(Provided data)

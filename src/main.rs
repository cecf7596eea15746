//! Depot - Model Artifact Distribution CLI
//!
//! Depot manages the journey of a packaged ML model from uploaded bytes to
//! ready predictor replicas on the local node.
//!
//! ## Commands
//!
//! ### Registration
//! - `register` - Verify, chunk, and register a local package file
//! - `register-url` - Fetch a package from a URL (digest required) and register it
//!
//! ### Serving
//! - `deploy` - Reassemble a registered model and load it onto every device
//! - `predict` - Run one inference call (deploys first if needed)
//! - `undeploy` - Release a resident model and delete its disk caches
//!
//! ### Replication / inspection
//! - `fetch-chunk` - Read one stored chunk, for replication to a peer node
//! - `status` - Show one model's metadata, or list all registered models

use anyhow::{anyhow, Context, Result};
use clap::{Parser, Subcommand};
use colored::Colorize;
use depot::{
    init_simple_logging, ArtifactMeta, DepotConfig, EngineRegistry, FsStore, ModelConfig,
    ModelFormat, ModelKind, ModelManager,
};
use std::path::PathBuf;
use std::sync::Arc;
use tracing::info;

/// Depot - model artifact distribution agent
#[derive(Parser, Debug)]
#[command(name = "depot")]
#[command(about = "Distribute and serve ML model artifacts", long_about = None)]
#[command(version)]
struct Cli {
    #[command(subcommand)]
    command: Commands,

    /// Depot root directory (defaults to ~/.depot)
    #[arg(long, global = true)]
    root: Option<PathBuf>,

    /// Log level (overridden by RUST_LOG)
    #[arg(long, global = true, default_value = "info")]
    log_level: String,

    /// Device count exposed by the in-process engine
    #[arg(long, global = true, default_value_t = 1)]
    devices: usize,
}

#[derive(Subcommand, Debug)]
enum Commands {
    /// Register a local model package file
    Register {
        /// Path to the package zip
        file: PathBuf,

        /// Model name
        #[arg(short, long)]
        name: String,

        /// Model version
        #[arg(long, default_value = "1.0.0")]
        version: String,

        /// Native format: torch_script | onnx
        #[arg(long, default_value = "torch_script")]
        format: String,

        /// Model kind: text_embedding | tokenizer_only | raw
        #[arg(long, default_value = "text_embedding")]
        kind: String,

        /// Expected SHA-256 of the package (verified when given)
        #[arg(long)]
        hash: Option<String>,
    },

    /// Register a package from an externally hosted URL
    RegisterUrl {
        /// Package URL
        url: String,

        /// Model name
        #[arg(short, long)]
        name: String,

        /// Model version
        #[arg(long, default_value = "1.0.0")]
        version: String,

        /// Native format: torch_script | onnx
        #[arg(long, default_value = "torch_script")]
        format: String,

        /// Model kind: text_embedding | tokenizer_only | raw
        #[arg(long, default_value = "text_embedding")]
        kind: String,

        /// Expected SHA-256 of the package (mandatory on this path)
        #[arg(long)]
        hash: String,
    },

    /// Deploy a registered model onto every local device
    Deploy {
        /// Model id
        model_id: String,
    },

    /// Run one inference call (deploys the model first if needed)
    Predict {
        /// Model id
        model_id: String,

        /// Input text
        input: String,
    },

    /// Release a resident model and delete its disk caches
    Undeploy {
        /// Model id
        model_id: String,
    },

    /// Fetch one stored chunk for replication
    FetchChunk {
        /// Model id
        model_id: String,

        /// Chunk index
        index: u32,

        /// Output file (stdout as hex if omitted)
        #[arg(short, long)]
        out: Option<PathBuf>,
    },

    /// Show model metadata, or list all registered models
    Status {
        /// Model id (lists everything when omitted)
        model_id: Option<String>,
    },
}

fn parse_meta(name: String, version: String, format: &str, kind: &str) -> Result<ArtifactMeta> {
    let format = ModelFormat::parse(format)
        .ok_or_else(|| anyhow!("unknown format '{}', expected torch_script or onnx", format))?;
    let kind = ModelKind::parse(kind).ok_or_else(|| {
        anyhow!(
            "unknown kind '{}', expected text_embedding, tokenizer_only, or raw",
            kind
        )
    })?;
    Ok(ArtifactMeta {
        name,
        version,
        format,
        kind,
        config: ModelConfig::default(),
    })
}

fn build_manager(root: Option<PathBuf>, devices: usize) -> Result<ModelManager> {
    let config = match root {
        Some(root) => DepotConfig::for_root(root),
        None => DepotConfig::load_or_default()?,
    };
    config.validate()?;

    let store = Arc::new(FsStore::new(config.store_dir())?);
    let engines = Arc::new(EngineRegistry::with_stub_engines(devices));

    Ok(ModelManager::new(config, store.clone(), store, engines))
}

#[tokio::main]
async fn main() -> Result<()> {
    let cli = Cli::parse();
    init_simple_logging(&cli.log_level)?;

    let manager = build_manager(cli.root.clone(), cli.devices)?;

    match cli.command {
        Commands::Register {
            file,
            name,
            version,
            format,
            kind,
            hash,
        } => {
            let meta = parse_meta(name, version, &format, &kind)?;
            let bytes = std::fs::read(&file)
                .with_context(|| format!("failed to read {}", file.display()))?;
            let artifact = manager.register_from_bytes(meta, &bytes, hash).await?;

            println!("{}", "Model registered".green().bold());
            println!("  Model ID:  {}", artifact.model_id.cyan());
            println!("  Size:      {} bytes", artifact.total_size_bytes);
            println!("  Chunks:    {}", artifact.total_chunks);
            println!("  SHA-256:   {}", artifact.content_hash);
        }

        Commands::RegisterUrl {
            url,
            name,
            version,
            format,
            kind,
            hash,
        } => {
            let meta = parse_meta(name, version, &format, &kind)?;
            let artifact = manager.register_from_url(meta, &url, Some(hash)).await?;

            println!("{}", "Model registered".green().bold());
            println!("  Model ID:  {}", artifact.model_id.cyan());
            println!("  Size:      {} bytes", artifact.total_size_bytes);
            println!("  Chunks:    {}", artifact.total_chunks);
        }

        Commands::Deploy { model_id } => {
            manager.deploy(&model_id).await?;
            let devices = manager.devices(&model_id).await.unwrap_or_default();

            println!("{}", "Model deployed".green().bold());
            println!("  Model ID:  {}", model_id.cyan());
            println!(
                "  Devices:   {}",
                devices
                    .iter()
                    .map(|d| d.to_string())
                    .collect::<Vec<_>>()
                    .join(", ")
            );
        }

        Commands::Predict { model_id, input } => {
            if !manager.is_deployed(&model_id).await {
                info!(model_id = %model_id, "Model not resident, deploying first");
                manager.deploy(&model_id).await?;
            }

            let output = manager.predict(&model_id, input.as_bytes()).await?;
            println!("{}", String::from_utf8_lossy(&output));

            if let Some(stats) = manager.stats(&model_id).await {
                println!(
                    "{}",
                    format!("served in {:.2}ms avg", stats.avg_latency_ms).dimmed()
                );
            }
        }

        Commands::Undeploy { model_id } => {
            let outcome = manager.undeploy(&model_id).await?;
            println!("{}: {}", model_id.cyan(), outcome);
        }

        Commands::FetchChunk {
            model_id,
            index,
            out,
        } => {
            let bytes = manager.fetch_chunk(&model_id, index).await?;
            match out {
                Some(path) => {
                    std::fs::write(&path, &bytes)
                        .with_context(|| format!("failed to write {}", path.display()))?;
                    println!("Wrote {} bytes to {}", bytes.len(), path.display());
                }
                None => println!("{}", hex::encode(&bytes)),
            }
        }

        Commands::Status { model_id } => match model_id {
            Some(model_id) => {
                let artifact = manager
                    .artifact(&model_id)
                    .await?
                    .ok_or_else(|| anyhow!("model not found: {}", model_id))?;

                println!("{}", "Model".bold().cyan());
                println!("  ID:       {}", artifact.model_id);
                println!("  Name:     {}", artifact.name);
                println!("  Version:  {}", artifact.version);
                println!("  Format:   {}", artifact.format);
                println!("  Kind:     {}", artifact.kind);
                println!("  State:    {}", artifact.state.to_string().yellow());
                println!("  Size:     {} bytes", artifact.total_size_bytes);
                println!("  Chunks:   {}", artifact.total_chunks);
                println!("  SHA-256:  {}", artifact.content_hash);
            }
            None => {
                let store = FsStore::new(manager.config().store_dir())?;
                let models = store.list_models().await?;
                if models.is_empty() {
                    println!("No models registered");
                } else {
                    println!("{}", "Registered models".bold().cyan());
                    for artifact in models {
                        println!(
                            "  {}  {}  {}  {}",
                            artifact.model_id,
                            artifact.name,
                            artifact.version,
                            artifact.state.to_string().yellow()
                        );
                    }
                }
            }
        },
    }

    Ok(())
}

(End Provided data)

Exercise >> Transcribe the material exactly, stopping after the "(deploys first if needed)" line.

Problem solution >>
filename src/main.rs
repository cecf7596eea15746
//! Depot - Model Artifact Distribution CLI
//!
//! Depot manages the journey of a packaged ML model from uploaded bytes to
//! ready predictor replicas on the local node.
//!
//! ## Commands
//!
//! ### Registration
//! - `register` - Verify, chunk, and register a local package file
//! - `register-url` - Fetch a package from a URL (digest required) and register it
//!
//! ### Serving
//! - `deploy` - Reassemble a registered model and load it onto every device
//! - `predict` - Run one inference call (deploys first if needed)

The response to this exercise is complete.